Entering edit mode
6.0 years ago
gbdias
▴
160
Hi,
I am searching for tools to visualize regions of a whole genome assembly that are represented twice or more times.
- Most genome assemblers will collapse haplotypes that are similar enough, generating a "pseudo-haploid" final assembly.
- However, if the haplotypes are divergent past a certain threshold or if they have large scale structural variants the assemblers will likely output two contigs (or haplotigs), one for each haplotype. I am searching for a good way to visualize such haplotypes.
- I am aware of some methods to guess the overall duplication level of the assembly, such as: read mapping and depth analysis (like purge_haplotigs by Mike Roach) and BUSCO duplication level.
- However, I'd like to know if a more visual tool is available.
- I am also aware of the MUMmer package and mummerplots, but those are not the most easy way to visualize duplicated regions since MUMmer orders the contigs on a diagonal based on the best alignments with the reference. Using the --maxmatch option will display all alignments but those are not ordered in an intelligible manner so the whole thing becomes too polluted.

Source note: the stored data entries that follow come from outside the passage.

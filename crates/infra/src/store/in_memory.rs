use std::collections::{BTreeSet, HashMap};
use std::sync::RwLock;
use std::sync::atomic::{AtomicBool, Ordering};

use async_trait::async_trait;
use chrono::Utc;
use serde_json::Value as JsonValue;

use marketplace_catalog::{CatalogEntity, ListFilter, NewEntity};
use marketplace_core::{EntityId, EntityType, ExpectedVersion, TenantId, UserId};

use super::{CatalogStore, StoreError};

#[derive(Debug, Copy, Clone, PartialEq, Eq, Hash)]
struct RowKey {
    tenant_id: TenantId,
    id: EntityId,
}

/// In-memory primary store.
///
/// Intended for tests/dev. The write lock makes each CAS atomic, which is the
/// same guarantee the Postgres row update gives.
#[derive(Debug, Default)]
pub struct InMemoryCatalogStore {
    rows: RwLock<HashMap<RowKey, CatalogEntity>>,
    unavailable: AtomicBool,
}

impl InMemoryCatalogStore {
    pub fn new() -> Self {
        Self::default()
    }

    /// Simulate an outage: every call fails with `StoreError::Backend`.
    pub fn set_unavailable(&self, unavailable: bool) {
        self.unavailable.store(unavailable, Ordering::SeqCst);
    }

    /// Overwrite a row as-is (fixtures, drift simulation).
    pub fn put_raw(&self, entity: CatalogEntity) {
        if let Ok(mut rows) = self.rows.write() {
            rows.insert(
                RowKey {
                    tenant_id: entity.tenant_id,
                    id: entity.id,
                },
                entity,
            );
        }
    }

    fn check_available(&self) -> Result<(), StoreError> {
        if self.unavailable.load(Ordering::SeqCst) {
            return Err(StoreError::Backend("primary store unavailable".to_string()));
        }
        Ok(())
    }

    fn poisoned() -> StoreError {
        StoreError::Backend("lock poisoned".to_string())
    }

    /// Shared CAS path for update and delete.
    fn compare_and_swap(
        &self,
        tenant_id: TenantId,
        entity_type: EntityType,
        id: EntityId,
        expected: ExpectedVersion,
        commit: impl FnOnce(&CatalogEntity) -> CatalogEntity,
    ) -> Result<CatalogEntity, StoreError> {
        self.check_available()?;
        let mut rows = self.rows.write().map_err(|_| Self::poisoned())?;

        let row = rows
            .get_mut(&RowKey { tenant_id, id })
            .filter(|r| r.entity_type == entity_type && !r.deleted)
            .ok_or(StoreError::NotFound)?;

        if !expected.matches(row.version) {
            return Err(StoreError::Conflict {
                expected: expected.value(),
                actual: row.version,
            });
        }

        let next = commit(row);
        *row = next.clone();
        Ok(next)
    }
}

#[async_trait]
impl CatalogStore for InMemoryCatalogStore {
    async fn insert(&self, entity: NewEntity) -> Result<CatalogEntity, StoreError> {
        self.check_available()?;
        let mut rows = self.rows.write().map_err(|_| Self::poisoned())?;

        let key = RowKey {
            tenant_id: entity.tenant_id,
            id: entity.id,
        };
        if rows.contains_key(&key) {
            return Err(StoreError::Backend(format!("duplicate entity id {}", entity.id)));
        }

        let committed = entity.into_entity(Utc::now());
        rows.insert(key, committed.clone());
        Ok(committed)
    }

    async fn get(
        &self,
        tenant_id: TenantId,
        entity_type: EntityType,
        id: EntityId,
    ) -> Result<Option<CatalogEntity>, StoreError> {
        self.check_available()?;
        let rows = self.rows.read().map_err(|_| Self::poisoned())?;
        Ok(rows
            .get(&RowKey { tenant_id, id })
            .filter(|r| r.entity_type == entity_type)
            .cloned())
    }

    async fn update_cas(
        &self,
        tenant_id: TenantId,
        entity_type: EntityType,
        id: EntityId,
        payload: JsonValue,
        expected: ExpectedVersion,
        actor: Option<UserId>,
    ) -> Result<CatalogEntity, StoreError> {
        self.compare_and_swap(tenant_id, entity_type, id, expected, |row| {
            row.committed_update(payload, actor, Utc::now())
        })
    }

    async fn soft_delete_cas(
        &self,
        tenant_id: TenantId,
        entity_type: EntityType,
        id: EntityId,
        expected: ExpectedVersion,
        actor: Option<UserId>,
    ) -> Result<CatalogEntity, StoreError> {
        self.compare_and_swap(tenant_id, entity_type, id, expected, |row| {
            row.committed_delete(actor, Utc::now())
        })
    }

    async fn list(
        &self,
        tenant_id: TenantId,
        entity_type: EntityType,
        filter: &ListFilter,
    ) -> Result<Vec<CatalogEntity>, StoreError> {
        let all = self.list_all(tenant_id, entity_type).await?;
        Ok(filter.apply(entity_type, all))
    }

    async fn list_all(
        &self,
        tenant_id: TenantId,
        entity_type: EntityType,
    ) -> Result<Vec<CatalogEntity>, StoreError> {
        self.check_available()?;
        let rows = self.rows.read().map_err(|_| Self::poisoned())?;
        Ok(rows
            .values()
            .filter(|r| r.tenant_id == tenant_id && r.entity_type == entity_type)
            .cloned()
            .collect())
    }

    async fn list_tenants(&self) -> Result<Vec<TenantId>, StoreError> {
        self.check_available()?;
        let rows = self.rows.read().map_err(|_| Self::poisoned())?;
        let tenants: BTreeSet<TenantId> = rows.keys().map(|k| k.tenant_id).collect();
        Ok(tenants.into_iter().collect())
    }
}

#[cfg(test)]
mod tests {
    use super::*;
    use serde_json::json;

    fn test_tenant_id() -> TenantId {
        TenantId::new()
    }

    fn widget(tenant_id: TenantId) -> NewEntity {
        NewEntity::prepare(
            tenant_id,
            EntityType::Product,
            json!({"name": "Widget", "sku": "W-1", "price": 10}),
            None,
        )
        .unwrap()
    }

    #[tokio::test]
    async fn cas_update_bumps_version_and_rejects_stale() {
        let store = InMemoryCatalogStore::new();
        let tenant = test_tenant_id();
        let created = store.insert(widget(tenant)).await.unwrap();

        let updated = store
            .update_cas(tenant, EntityType::Product, created.id, json!({"name": "W2", "sku": "W-1", "price": 1}), ExpectedVersion::exact(1), None)
            .await
            .unwrap();
        assert_eq!(updated.version, 2);

        let err = store
            .update_cas(tenant, EntityType::Product, created.id, json!({}), ExpectedVersion::exact(1), None)
            .await
            .unwrap_err();
        assert_eq!(err, StoreError::Conflict { expected: 1, actual: 2 });

        let stored = store.get(tenant, EntityType::Product, created.id).await.unwrap().unwrap();
        assert_eq!(stored.version, 2);
    }

    #[tokio::test]
    async fn other_tenants_rows_are_invisible() {
        let store = InMemoryCatalogStore::new();
        let owner = test_tenant_id();
        let created = store.insert(widget(owner)).await.unwrap();
        let other = test_tenant_id();

        assert_eq!(store.get(other, EntityType::Product, created.id).await.unwrap(), None);
        assert_eq!(
            store
                .soft_delete_cas(other, EntityType::Product, created.id, ExpectedVersion::exact(1), None)
                .await,
            Err(StoreError::NotFound)
        );
        assert!(store.list_all(other, EntityType::Product).await.unwrap().is_empty());
    }

    #[tokio::test]
    async fn deleted_rows_stay_deleted() {
        let store = InMemoryCatalogStore::new();
        let tenant = test_tenant_id();
        let created = store.insert(widget(tenant)).await.unwrap();
        let deleted = store
            .soft_delete_cas(tenant, EntityType::Product, created.id, ExpectedVersion::exact(1), None)
            .await
            .unwrap();
        assert!(deleted.deleted);
        assert_eq!(deleted.version, 2);

        assert_eq!(
            store
                .soft_delete_cas(tenant, EntityType::Product, created.id, ExpectedVersion::exact(2), None)
                .await,
            Err(StoreError::NotFound)
        );
        assert!(store.list(tenant, EntityType::Product, &ListFilter::default()).await.unwrap().is_empty());
        assert_eq!(store.list_all(tenant, EntityType::Product).await.unwrap().len(), 1);
    }

    #[tokio::test]
    async fn outage_fails_every_call() {
        let store = InMemoryCatalogStore::new();
        store.set_unavailable(true);
        assert!(matches!(
            store.insert(widget(test_tenant_id())).await,
            Err(StoreError::Backend(_))
        ));
    }
}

Any suggestions are welcome.
Thanks, Guilherme
I'm a little uncertain what specifically are asking for but visualization wise you can perhaps give D-Genies a try. Are you also inquiring about approach to detect 'duplications'?
Hi,
Sorry if the question was not clear. I guess a simpler way to phrase it would be: How do you align a full diploid assembly to a haploid reference genome and visualize it in dot plot style.
Thanks for the D-Genies suggestion. I suspect it will do the same as MUMmerplot but I will take a look.